Any action required or permitted to be taken at any annual or special meeting of the stockholders of the Company, may be taken without a meeting, without prior notice and without a vote, if a consent or consents in writing, setting forth the action so taken, shall be signed by the holders of outstanding stock having not less than the minimum number of votes that would be necessary to authorize or take such action at a meeting at which all shares entitled to vote thereon were present and voted and shall be delivered to the Company by delivery to its registered office in the State of Delaware, its principal place of business or an officer or agent of the Company having custody of the book in which proceedings of meetings of stockholders are recorded.

 

Amendment of the Certificate of Incorporation

 

The Certificate of Incorporation provides that the Company reserves the right at any time from time to time to amend, alter, change or repeal any provision contained in the Certificate of Incorporation.

 

Amendment of the Bylaws

 

The Bylaws may be amended or repealed or new bylaws may be adopted at any time, either (a) at any meeting of stockholders, provided that any amendment or supplement proposed to be acted upon at any such meeting has been properly described or referred to in the notice of such meeting, or (b) by the affirmative vote of the majority of the Board.

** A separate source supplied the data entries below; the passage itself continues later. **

use std::collections::HashMap;
use std::sync::Arc;
use std::time::Instant;

use serde::Serialize;

use crate::config::TasksConfig;
use crate::game::GameController;
use crate::tasks::{
    ArmyMovementTask, GameTask, LandOccupationTask, ResourceCollectionTask, TaskKind, TaskSelection,
};

#[derive(Debug, Clone, Default, Serialize)]
pub struct TaskRunStats {
    pub runs: u64,
    pub successes: u64,
    pub misses: u64,
    pub errors: u64,
    pub last_error: Option<String>,
}

#[derive(Debug, Clone, Copy, Default, PartialEq, Eq)]
pub struct CycleReport {
    pub executed: usize,
    pub succeeded: usize,
    pub missed: usize,
    pub errors: usize,
}

impl CycleReport {
    /// A cycle that ran tasks and none of them succeeded.
    pub fn is_failure(&self) -> bool {
        self.executed > 0 && self.succeeded == 0
    }
}

/// Runs each enabled task once its interval has elapsed.
pub struct TaskScheduler {
    controller: Arc<GameController>,
    tasks: Vec<Box<dyn GameTask>>,
    last_run: HashMap<TaskKind, Instant>,
    stats: HashMap<TaskKind, TaskRunStats>,
}

impl TaskScheduler {
    pub fn new(controller: Arc<GameController>, tasks: Vec<Box<dyn GameTask>>) -> Self {
        for task in &tasks {
            tracing::info!(task = task.name(), enabled = task.enabled(), "task registered");
        }
        Self {
            controller,
            tasks,
            last_run: HashMap::new(),
            stats: HashMap::new(),
        }
    }

    pub fn from_config(controller: Arc<GameController>, config: &TasksConfig) -> Self {
        let tasks: Vec<Box<dyn GameTask>> = vec![
            Box::new(LandOccupationTask::new(config.land_occupation.clone())),
            Box::new(ArmyMovementTask::new(config.army_movement.clone())),
            Box::new(ResourceCollectionTask::new(config.resource_collection.clone())),
        ];
        Self::new(controller, tasks)
    }

    pub fn controller(&self) -> &Arc<GameController> {
        &self.controller
    }

    pub fn enable_only(&mut self, selection: TaskSelection) {
        for task in &mut self.tasks {
            let enabled = selection.includes(task.kind());
            task.set_enabled(enabled);
            tracing::info!(task = task.name(), enabled, "task selection");
        }
    }

    pub fn enabled_tasks(&self) -> Vec<TaskKind> {
        self.tasks.iter().filter(|t| t.enabled()).map(|t| t.kind()).collect()
    }

    pub async fn run_cycle(&mut self) -> CycleReport {
        let mut report = CycleReport::default();
        for task in &mut self.tasks {
            if !task.enabled() {
                continue;
            }
            let kind = task.kind();
            if let Some(last) = self.last_run.get(&kind) {
                if last.elapsed() < task.interval() {
                    continue;
                }
            }

            tracing::debug!(task = task.name(), "running task");
            let outcome = task.execute(&self.controller).await;
            self.last_run.insert(kind, Instant::now());
            let stats = self.stats.entry(kind).or_default();
            stats.runs += 1;
            report.executed += 1;
            match outcome {
                Ok(true) => {
                    stats.successes += 1;
                    report.succeeded += 1;
                    tracing::info!(task = task.name(), "task succeeded");
                }
                Ok(false) => {
                    stats.misses += 1;
                    report.missed += 1;
                    tracing::warn!(task = task.name(), "task did not complete");
                }
                Err(e) => {
                    stats.errors += 1;
                    stats.last_error = Some(e.to_string());
                    report.errors += 1;
                    tracing::error!(task = task.name(), error = %e, "task failed");
                }
            }
        }
        report
    }

    pub fn stats(&self) -> HashMap<TaskKind, TaskRunStats> {
        self.stats.clone()
    }

    pub fn reset(&mut self) {
        for task in &mut self.tasks {
            task.reset();
        }
        self.last_run.clear();
        self.stats.clear();
    }
}
impl AnalysisManager {
    pub fn new(model: Arc<dyn VisionModel>, settings: ManagerSettings) -> Self {
        let session = settings.session_dir.as_ref().and_then(|dir| match SessionHistory::new(dir) {
            Ok(s) => Some(Mutex::new(s)),
            Err(e) => {
                tracing::warn!(dir = %dir.display(), error = %e, "session history disabled");
                None
            }
        });
        let (events, _) = broadcast::channel(64);
        Self {
            inner: Arc::new(Inner {
                model,
                semaphore: Arc::new(Semaphore::new(settings.max_concurrent.max(1))),
                settings,
                prompts: StdMutex::new(PromptBook::default()),
                queue: StdMutex::new(BinaryHeap::new()),
                notify: Notify::new(),
                results: RwLock::new(ResultStore::default()),
                history: RwLock::new(VecDeque::new()),
                counters: StdMutex::new(Counters::default()),
                events,
                session,
                running: AtomicBool::new(false),
                auto: AtomicBool::new(false),
                active: AtomicUsize::new(0),
                seq: AtomicU64::new(0),
                last_id: StdMutex::new((0, 0)),
            }),
        }
    }

    pub fn model(&self) -> &Arc<dyn VisionModel> {
        &self.inner.model
    }

    pub fn is_running(&self) -> bool {
        self.inner.running.load(Ordering::SeqCst)
    }

    /// Probes the model and spawns the queue processor.
    pub async fn start(&self) -> bool {
        let available = self.inner.model.initialize().await;
        if self.inner.running.swap(true, Ordering::SeqCst) {
            return available;
        }
        let inner = self.inner.clone();
        tokio::spawn(async move { process_queue(inner).await });
        tracing::info!(
            max_concurrent = self.inner.settings.max_concurrent,
            available,
            "analysis manager started"
        );
        available
    }

    pub fn stop(&self) {
        self.inner.running.store(false, Ordering::SeqCst);
        self.inner.auto.store(false, Ordering::SeqCst);
        self.inner.notify.notify_waiters();
        tracing::info!("analysis manager stopped");
    }

    fn next_id(&self) -> String {
        let now = Utc::now().timestamp_millis();
        let mut last = lock(&self.inner.last_id);
        if last.0 == now {
            last.1 += 1;
            format!("analysis_{now}_{}", last.1)
        } else {
            *last = (now, 0);
            format!("analysis_{now}")
        }
    }

    pub fn prompt(&self, category: PromptCategory) -> String {
        lock(&self.inner.prompts).get(category).to_string()
    }

    pub fn submit(&self, request: AnalysisRequest) -> String {
        let task_id = self.next_id();
        let prompt = request
            .custom_prompt
            .clone()
            .unwrap_or_else(|| self.prompt(request.category));
        let seq = self.inner.seq.fetch_add(1, Ordering::SeqCst);
        tracing::info!(task_id = %task_id, priority = request.priority, "analysis submitted");
        lock(&self.inner.queue).push(Queued {
            task_id: task_id.clone(),
            request,
            prompt,
            seq,
        });
        self.inner.notify.notify_one();
        task_id
    }

    pub fn subscribe(&self) -> broadcast::Receiver<AnalysisEvent> {
        self.inner.events.subscribe()
    }

    /// Waits for a finished result, polling every 100 ms.
    pub async fn result(&self, task_id: &str, timeout: Duration) -> BotResult<Arc<VlmResult>> {
        let deadline = Instant::now() + timeout;
        loop {
            if let Some(r) = self.inner.results.read().await.get(task_id) {
                return Ok(r.clone());
            }
            if Instant::now() >= deadline {
                tracing::warn!(task_id, "analysis result timed out");
                return Err(BotError::Timeout(format!("analysis {task_id} not finished")));
            }
            tokio::time::sleep(POLL_INTERVAL).await;
        }
    }

    /// Submits and waits in one step.
    pub async fn analyze(&self, request: AnalysisRequest, timeout: Duration) -> BotResult<Arc<VlmResult>> {
        let id = self.submit(request);
        self.result(&id, timeout).await
    }

    pub async fn history(&self, limit: usize) -> Vec<AnalysisRecord> {
        let history = self.inner.history.read().await;
        let skip = history.len().saturating_sub(limit);
        history.iter().skip(skip).cloned().collect()
    }

    pub async fn stats(&self) -> AnalysisStats {
        let history = self.inner.history.read().await.len();
        let pending = lock(&self.inner.queue).len();
        let prompts = lock(&self.inner.prompts).all_stats();
        let c = lock(&self.inner.counters);
        AnalysisStats {
            total: c.total,
            successful: c.successful,
            failed: c.failed,
            pending,
            running: self.inner.active.load(Ordering::SeqCst),
            history,
            average_duration: c.average_duration,
            prompt_optimizations: c.prompt_optimizations,
            auto_analysis: self.inner.auto.load(Ordering::SeqCst),
            model_available: self.inner.model.is_available(),
            prompts,
        }
    }

    /// Captures and submits a frame every `auto_interval` until stopped.
    pub fn start_auto_analysis<F, Fut>(&self, capture: F) -> Option<JoinHandle<()>>
    where
        F: Fn() -> Fut + Send + Sync + 'static,
        Fut: Future<Output = BotResult<Screenshot>> + Send,
    {
        if self.inner.auto.swap(true, Ordering::SeqCst) {
            tracing::warn!("auto analysis already running");
            return None;
        }
        let manager = self.clone();
        let interval = self.inner.settings.auto_interval;
        let retry = self.inner.settings.capture_retry;
        tracing::info!(interval_s = interval.as_secs_f32(), "auto analysis started");
        Some(tokio::spawn(async move {
            while manager.inner.auto.load(Ordering::SeqCst) {
                match capture().await {
                    Ok(shot) => {
                        manager.submit(AnalysisRequest::new(shot).with_priority(0));
                        tokio::time::sleep(interval).await;
                    }
                    Err(e) => {
                        tracing::error!(error = %e, "auto analysis capture failed");
                        tokio::time::sleep(retry).await;
                    }
                }
            }
            tracing::info!("auto analysis loop exited");
        }))
    }

    pub fn stop_auto_analysis(&self) {
        self.inner.auto.store(false, Ordering::SeqCst);
    }

    /// Asks the model for a better analysis prompt from recent history and
    /// makes it the active one.
    pub async fn optimize_prompt(&self, feedback: Option<&str>) -> BotResult<String> {
        let records = self.history(OPTIMIZE_WINDOW).await;
        if records.len() < MIN_OPTIMIZE_HISTORY {
            return Err(BotError::Validation(format!(
                "prompt optimisation needs at least {MIN_OPTIMIZE_HISTORY} analyses, have {}",
                records.len()
            )));
        }
        let summary: Vec<String> = records
            .iter()
            .map(|r| {
                serde_json::json!({
                    "scene": r.result.screen_type,
                    "success": r.result.success,
                    "confidence": r.result.confidence,
                    "elements": r.result.elements.len(),
                    "suggestions": r.result.suggestions.len(),
                    "duration": (r.duration * 100.0).round() / 100.0,
                })
                .to_string()
            })
            .collect();
        let current = self.prompt(PromptCategory::GameAnalysis);
        let request = optimization_prompt(&current, &summary.join("\n"), feedback);

        let improved = self.inner.model.complete(&request).await?;
        let improved = improved.trim().to_string();
        if improved.is_empty() {
            return Err(BotError::Vlm("model returned an empty prompt".into()));
        }
        lock(&self.inner.prompts).set(PromptCategory::GameAnalysis, improved.clone());
        lock(&self.inner.counters).prompt_optimizations += 1;
        tracing::info!(chars = improved.len(), "analysis prompt optimised");
        Ok(improved)
    }
}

If any bylaw regulating an impending election of directors is adopted, amended or repealed by the Board, there shall be set forth in the notice of the next meeting of stockholders for the election of directors the bylaw so adopted, amended or repealed, together with a precise statement of the changes made. Bylaws adopted by the Board may be amended or repealed by the stockholders.

 

Exclusive Forum Selection

 

The Certificate of Incorporation provides that, unless we consent in writing to the selection of an alternative forum, the Court of Chancery of the State of Delaware shall be the sole and exclusive forum for (a) any derivative action or proceeding brought on behalf of the Company, (b) any action asserting a claim of breach of a fiduciary duty owed by any director, officer, employee or agent of the Company to the Company or the Company’s stockholders, (c) any action asserting a claim arising pursuant to any provision of the Delaware General Corporation Law, the Company’s Certificate of Incorporation or the Bylaws, or (d) any action asserting a claim governed by the internal affairs doctrine, in each case subject to said Court of Chancery having personal jurisdiction over the indispensable parties named as defendants therein. This exclusive forum provision may limit the ability of our stockholders to bring a claim in a judicial forum that such stockholders find favorable for disputes with us or our directors or officers, which may discourage lawsuits against us or our directors or officers. The provision does not apply to any actions arising under the Securities Act and the Exchange Act, as is set forth in Article VII of our certificate of incorporation.